____ Given data
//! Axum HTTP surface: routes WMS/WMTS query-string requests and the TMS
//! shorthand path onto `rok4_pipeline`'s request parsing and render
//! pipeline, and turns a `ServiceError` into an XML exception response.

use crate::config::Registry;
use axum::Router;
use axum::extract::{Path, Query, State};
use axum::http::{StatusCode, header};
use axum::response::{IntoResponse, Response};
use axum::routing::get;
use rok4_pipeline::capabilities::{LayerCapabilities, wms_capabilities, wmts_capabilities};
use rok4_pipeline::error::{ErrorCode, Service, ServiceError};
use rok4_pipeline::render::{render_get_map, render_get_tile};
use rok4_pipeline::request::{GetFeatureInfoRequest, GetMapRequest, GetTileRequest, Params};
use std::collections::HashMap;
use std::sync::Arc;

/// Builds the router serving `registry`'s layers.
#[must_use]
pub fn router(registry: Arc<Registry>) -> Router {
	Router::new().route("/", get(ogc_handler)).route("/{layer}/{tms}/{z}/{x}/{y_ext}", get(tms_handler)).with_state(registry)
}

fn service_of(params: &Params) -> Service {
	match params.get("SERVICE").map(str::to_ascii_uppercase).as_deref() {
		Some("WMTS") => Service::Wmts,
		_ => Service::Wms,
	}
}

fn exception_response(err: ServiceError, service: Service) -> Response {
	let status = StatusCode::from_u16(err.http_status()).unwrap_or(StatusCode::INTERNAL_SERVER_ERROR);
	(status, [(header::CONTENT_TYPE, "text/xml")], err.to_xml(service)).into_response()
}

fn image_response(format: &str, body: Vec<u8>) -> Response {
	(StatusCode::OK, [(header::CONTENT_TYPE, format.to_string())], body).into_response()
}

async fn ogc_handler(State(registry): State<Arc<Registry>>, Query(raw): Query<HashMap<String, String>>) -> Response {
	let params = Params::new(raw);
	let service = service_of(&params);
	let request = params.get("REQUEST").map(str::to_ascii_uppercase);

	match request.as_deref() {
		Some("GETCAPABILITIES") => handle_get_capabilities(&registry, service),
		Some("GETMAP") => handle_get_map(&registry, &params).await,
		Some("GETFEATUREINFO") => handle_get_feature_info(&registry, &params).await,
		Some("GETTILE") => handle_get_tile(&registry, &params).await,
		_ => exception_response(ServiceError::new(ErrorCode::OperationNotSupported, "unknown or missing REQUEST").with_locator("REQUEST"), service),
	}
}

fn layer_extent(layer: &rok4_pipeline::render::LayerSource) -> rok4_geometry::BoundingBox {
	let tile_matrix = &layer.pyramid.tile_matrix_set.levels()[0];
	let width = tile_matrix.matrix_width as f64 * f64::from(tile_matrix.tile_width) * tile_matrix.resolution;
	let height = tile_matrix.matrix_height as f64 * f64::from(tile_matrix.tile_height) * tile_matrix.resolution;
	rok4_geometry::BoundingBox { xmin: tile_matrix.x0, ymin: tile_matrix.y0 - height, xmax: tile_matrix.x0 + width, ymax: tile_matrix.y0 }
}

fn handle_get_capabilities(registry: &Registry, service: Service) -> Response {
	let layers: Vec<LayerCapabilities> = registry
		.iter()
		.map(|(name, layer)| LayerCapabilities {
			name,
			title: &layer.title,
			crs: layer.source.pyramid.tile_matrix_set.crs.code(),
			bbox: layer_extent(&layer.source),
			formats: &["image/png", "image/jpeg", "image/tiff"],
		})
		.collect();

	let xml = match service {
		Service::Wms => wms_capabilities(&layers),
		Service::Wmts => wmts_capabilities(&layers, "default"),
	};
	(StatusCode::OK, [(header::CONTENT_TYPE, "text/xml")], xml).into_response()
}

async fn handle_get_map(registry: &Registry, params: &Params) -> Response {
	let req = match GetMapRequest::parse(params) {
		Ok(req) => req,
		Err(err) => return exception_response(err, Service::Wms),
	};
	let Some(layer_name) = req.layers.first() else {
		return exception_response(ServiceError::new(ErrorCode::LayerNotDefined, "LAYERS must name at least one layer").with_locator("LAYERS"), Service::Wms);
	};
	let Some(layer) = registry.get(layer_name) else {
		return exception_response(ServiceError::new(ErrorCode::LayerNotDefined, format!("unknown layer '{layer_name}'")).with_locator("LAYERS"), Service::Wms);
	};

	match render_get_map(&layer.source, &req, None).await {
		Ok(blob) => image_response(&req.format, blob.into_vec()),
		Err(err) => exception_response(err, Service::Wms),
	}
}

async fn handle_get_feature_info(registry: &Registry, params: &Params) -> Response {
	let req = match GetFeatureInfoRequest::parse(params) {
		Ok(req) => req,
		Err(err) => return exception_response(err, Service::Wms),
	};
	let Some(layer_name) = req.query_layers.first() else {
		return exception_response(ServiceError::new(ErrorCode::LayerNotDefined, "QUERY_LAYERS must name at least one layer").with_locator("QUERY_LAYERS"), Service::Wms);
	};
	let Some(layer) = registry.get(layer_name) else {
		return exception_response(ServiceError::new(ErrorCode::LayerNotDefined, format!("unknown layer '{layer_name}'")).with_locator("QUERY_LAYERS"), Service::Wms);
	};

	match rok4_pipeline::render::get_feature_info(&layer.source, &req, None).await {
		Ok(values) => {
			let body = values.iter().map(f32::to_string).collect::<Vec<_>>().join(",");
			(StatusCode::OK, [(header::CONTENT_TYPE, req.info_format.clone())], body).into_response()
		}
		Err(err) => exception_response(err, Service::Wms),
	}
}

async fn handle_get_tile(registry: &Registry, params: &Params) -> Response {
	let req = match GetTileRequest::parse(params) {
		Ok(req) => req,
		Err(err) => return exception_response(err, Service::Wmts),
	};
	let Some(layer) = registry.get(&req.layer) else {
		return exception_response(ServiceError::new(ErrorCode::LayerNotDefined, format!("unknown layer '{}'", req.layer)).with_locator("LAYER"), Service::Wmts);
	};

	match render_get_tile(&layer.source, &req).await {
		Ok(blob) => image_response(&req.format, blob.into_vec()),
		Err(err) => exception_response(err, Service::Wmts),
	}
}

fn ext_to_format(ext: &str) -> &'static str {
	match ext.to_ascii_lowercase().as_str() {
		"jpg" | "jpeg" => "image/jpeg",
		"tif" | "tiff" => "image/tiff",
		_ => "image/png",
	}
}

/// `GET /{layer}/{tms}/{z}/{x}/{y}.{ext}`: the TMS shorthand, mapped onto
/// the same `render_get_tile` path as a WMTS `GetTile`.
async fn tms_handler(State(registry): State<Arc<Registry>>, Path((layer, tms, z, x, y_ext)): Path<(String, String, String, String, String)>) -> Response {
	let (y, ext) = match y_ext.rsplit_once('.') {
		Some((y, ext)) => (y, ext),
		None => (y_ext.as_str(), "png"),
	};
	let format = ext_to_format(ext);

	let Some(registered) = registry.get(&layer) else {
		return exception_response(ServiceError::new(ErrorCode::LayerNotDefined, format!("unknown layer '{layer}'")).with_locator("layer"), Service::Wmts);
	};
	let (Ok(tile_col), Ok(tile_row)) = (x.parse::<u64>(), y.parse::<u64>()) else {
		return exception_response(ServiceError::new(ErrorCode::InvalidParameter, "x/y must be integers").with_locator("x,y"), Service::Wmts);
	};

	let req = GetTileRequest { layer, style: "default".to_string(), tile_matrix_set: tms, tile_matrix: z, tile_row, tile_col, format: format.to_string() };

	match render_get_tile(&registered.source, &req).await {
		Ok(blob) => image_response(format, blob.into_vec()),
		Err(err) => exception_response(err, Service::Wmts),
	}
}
________
● What this task involves
Write out each entry above exactly as it is written.

● Response to the task
//! Axum HTTP surface: routes WMS/WMTS query-string requests and the TMS
//! shorthand path onto `rok4_pipeline`'s request parsing and render
//! pipeline, and turns a `ServiceError` into an XML exception response.

use crate::config::Registry;
use axum::Router;
use axum::extract::{Path, Query, State};
use axum::http::{StatusCode, header};
use axum::response::{IntoResponse, Response};
use axum::routing::get;
use rok4_pipeline::capabilities::{LayerCapabilities, wms_capabilities, wmts_capabilities};
use rok4_pipeline::error::{ErrorCode, Service, ServiceError};
use rok4_pipeline::render::{render_get_map, render_get_tile};
use rok4_pipeline::request::{GetFeatureInfoRequest, GetMapRequest, GetTileRequest, Params};
use std::collections::HashMap;
use std::sync::Arc;

/// Builds the router serving `registry`'s layers.
#[must_use]
pub fn router(registry: Arc<Registry>) -> Router {
	Router::new().route("/", get(ogc_handler)).route("/{layer}/{tms}/{z}/{x}/{y_ext}", get(tms_handler)).with_state(registry)
}

fn service_of(params: &Params) -> Service {
	match params.get("SERVICE").map(str::to_ascii_uppercase).as_deref() {
		Some("WMTS") => Service::Wmts,
		_ => Service::Wms,
	}
}

fn exception_response(err: ServiceError, service: Service) -> Response {
	let status = StatusCode::from_u16(err.http_status()).unwrap_or(StatusCode::INTERNAL_SERVER_ERROR);
	(status, [(header::CONTENT_TYPE, "text/xml")], err.to_xml(service)).into_response()
}

fn image_response(format: &str, body: Vec<u8>) -> Response {
	(StatusCode::OK, [(header::CONTENT_TYPE, format.to_string())], body).into_response()
}

async fn ogc_handler(State(registry): State<Arc<Registry>>, Query(raw): Query<HashMap<String, String>>) -> Response {
	let params = Params::new(raw);
	let service = service_of(&params);
	let request = params.get("REQUEST").map(str::to_ascii_uppercase);

	match request.as_deref() {
		Some("GETCAPABILITIES") => handle_get_capabilities(&registry, service),
		Some("GETMAP") => handle_get_map(&registry, &params).await,
		Some("GETFEATUREINFO") => handle_get_feature_info(&registry, &params).await,
		Some("GETTILE") => handle_get_tile(&registry, &params).await,
		_ => exception_response(ServiceError::new(ErrorCode::OperationNotSupported, "unknown or missing REQUEST").with_locator("REQUEST"), service),
	}
}

fn layer_extent(layer: &rok4_pipeline::render::LayerSource) -> rok4_geometry::BoundingBox {
	let tile_matrix = &layer.pyramid.tile_matrix_set.levels()[0];
	let width = tile_matrix.matrix_width as f64 * f64::from(tile_matrix.tile_width) * tile_matrix.resolution;
	let height = tile_matrix.matrix_height as f64 * f64::from(tile_matrix.tile_height) * tile_matrix.resolution;
	rok4_geometry::BoundingBox { xmin: tile_matrix.x0, ymin: tile_matrix.y0 - height, xmax: tile_matrix.x0 + width, ymax: tile_matrix.y0 }
}

fn handle_get_capabilities(registry: &Registry, service: Service) -> Response {
	let layers: Vec<LayerCapabilities> = registry
		.iter()
		.map(|(name, layer)| LayerCapabilities {
			name,
			title: &layer.title,
			crs: layer.source.pyramid.tile_matrix_set.crs.code(),
			bbox: layer_extent(&layer.source),
			formats: &["image/png", "image/jpeg", "image/tiff"],
		})
		.collect();

	let xml = match service {
		Service::Wms => wms_capabilities(&layers),
		Service::Wmts => wmts_capabilities(&layers, "default"),
	};
	(StatusCode::OK, [(header::CONTENT_TYPE, "text/xml")], xml).into_response()
}

async fn handle_get_map(registry: &Registry, params: &Params) -> Response {
	let req = match GetMapRequest::parse(params) {
		Ok(req) => req,
		Err(err) => return exception_response(err, Service::Wms),
	};
	let Some(layer_name) = req.layers.first() else {
		return exception_response(ServiceError::new(ErrorCode::LayerNotDefined, "LAYERS must name at least one layer").with_locator("LAYERS"), Service::Wms);
	};
	let Some(layer) = registry.get(layer_name) else {
		return exception_response(ServiceError::new(ErrorCode::LayerNotDefined, format!("unknown layer '{layer_name}'")).with_locator("LAYERS"), Service::Wms);
	};

	match render_get_map(&layer.source, &req, None).await {
		Ok(blob) => image_response(&req.format, blob.into_vec()),
		Err(err) => exception_response(err, Service::Wms),
	}
}

async fn handle_get_feature_info(registry: &Registry, params: &Params) -> Response {
	let req = match GetFeatureInfoRequest::parse(params) {
		Ok(req) => req,
		Err(err) => return exception_response(err, Service::Wms),
	};
	let Some(layer_name) = req.query_layers.first() else {
		return exception_response(ServiceError::new(ErrorCode::LayerNotDefined, "QUERY_LAYERS must name at least one layer").with_locator("QUERY_LAYERS"), Service::Wms);
	};
	let Some(layer) = registry.get(layer_name) else {
		return exception_response(ServiceError::new(ErrorCode::LayerNotDefined, format!("unknown layer '{layer_name}'")).with_locator("QUERY_LAYERS"), Service::Wms);
	};

	match rok4_pipeline::render::get_feature_info(&layer.source, &req, None).await {
		Ok(values) => {
			let body = values.iter().map(f32::to_string).collect::<Vec<_>>().join(",");
			(StatusCode::OK, [(header::CONTENT_TYPE, req.info_format.clone())], body).into_response()
		}
		Err(err) => exception_response(err, Service::Wms),
	}
}

async fn handle_get_tile(registry: &Registry, params: &Params) -> Response {
	let req = match GetTileRequest::parse(params) {
		Ok(req) => req,
		Err(err) => return exception_response(err, Service::Wmts),
	};
	let Some(layer) = registry.get(&req.layer) else {
		return exception_response(ServiceError::new(ErrorCode::LayerNotDefined, format!("unknown layer '{}'", req.layer)).with_locator("LAYER"), Service::Wmts);
	};

	match render_get_tile(&layer.source, &req).await {
		Ok(blob) => image_response(&req.format, blob.into_vec()),
		Err(err) => exception_response(err, Service::Wmts),
	}
}

fn ext_to_format(ext: &str) -> &'static str {
	match ext.to_ascii_lowercase().as_str() {
		"jpg" | "jpeg" => "image/jpeg",
		"tif" | "tiff" => "image/tiff",
		_ => "image/png",
	}
}

/// `GET /{layer}/{tms}/{z}/{x}/{y}.{ext}`: the TMS shorthand, mapped onto
/// the same `render_get_tile` path as a WMTS `GetTile`.
async fn tms_handler(State(registry): State<Arc<Registry>>, Path((layer, tms, z, x, y_ext)): Path<(String, String, String, String, String)>) -> Response {
	let (y, ext) = match y_ext.rsplit_once('.') {
		Some((y, ext)) => (y, ext),
		None => (y_ext.as_str(), "png"),
	};
	let format = ext_to_format(ext);

	let Some(registered) = registry.get(&layer) else {
		return exception_response(ServiceError::new(ErrorCode::LayerNotDefined, format!("unknown layer '{layer}'")).with_locator("layer"), Service::Wmts);
	};
	let (Ok(tile_col), Ok(tile_row)) = (x.parse::<u64>(), y.parse::<u64>()) else {
		return exception_response(ServiceError::new(ErrorCode::InvalidParameter, "x/y must be integers").with_locator("x,y"), Service::Wmts);
	};

	let req = GetTileRequest { layer, style: "default".to_string(), tile_matrix_set: tms, tile_matrix: z, tile_row, tile_col, format: format.to_string() };

	match render_get_tile(&registered.source, &req).await {
		Ok(blob) => image_response(format, blob.into_vec()),
		Err(err) => exception_response(err, Service::Wmts),
	}
}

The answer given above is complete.